Records for the task below:

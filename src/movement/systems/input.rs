//! Movement domain: input sampling for locomotion.

use bevy::prelude::*;

use crate::movement::MovementInput;
use crate::movement::input::{DirectionKeys, KeyState, SocdResolver};

pub(crate) fn read_input(
    keyboard: Res<ButtonInput<KeyCode>>,
    mut socd: Local<SocdResolver>,
    mut input: ResMut<MovementInput>,
) {
    let key = |codes: [KeyCode; 2]| {
        KeyState::new(keyboard.any_pressed(codes), keyboard.any_just_pressed(codes))
    };

    let keys = DirectionKeys {
        up: key([KeyCode::KeyW, KeyCode::ArrowUp]),
        down: key([KeyCode::KeyS, KeyCode::ArrowDown]),
        left: key([KeyCode::KeyA, KeyCode::ArrowLeft]),
        right: key([KeyCode::KeyD, KeyCode::ArrowRight]),
    };

    let (x, y) = socd.resolve(&keys);
    input.axis = Vec2::new(x, y);
    // Latched until the next fixed tick consumes it
    input.jump_requested |= keys.up.just_pressed;
}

End of Records for the task.

> _Task objective_
Each record above needs to be set down again, word for word.

> _Exercise answer_
filename src/movement/systems/input.rs
//! Movement domain: input sampling for locomotion.

use bevy::prelude::*;

use crate::movement::MovementInput;
use crate::movement::input::{DirectionKeys, KeyState, SocdResolver};

pub(crate) fn read_input(
    keyboard: Res<ButtonInput<KeyCode>>,
    mut socd: Local<SocdResolver>,
    mut input: ResMut<MovementInput>,
) {
    let key = |codes: [KeyCode; 2]| {
        KeyState::new(keyboard.any_pressed(codes), keyboard.any_just_pressed(codes))
    };

    let keys = DirectionKeys {
        up: key([KeyCode::KeyW, KeyCode::ArrowUp]),
        down: key([KeyCode::KeyS, KeyCode::ArrowDown]),
        left: key([KeyCode::KeyA, KeyCode::ArrowLeft]),
        right: key([KeyCode::KeyD, KeyCode::ArrowRight]),
    };

    let (x, y) = socd.resolve(&keys);
    input.axis = Vec2::new(x, y);
    // Latched until the next fixed tick consumes it
    input.jump_requested |= keys.up.just_pressed;
}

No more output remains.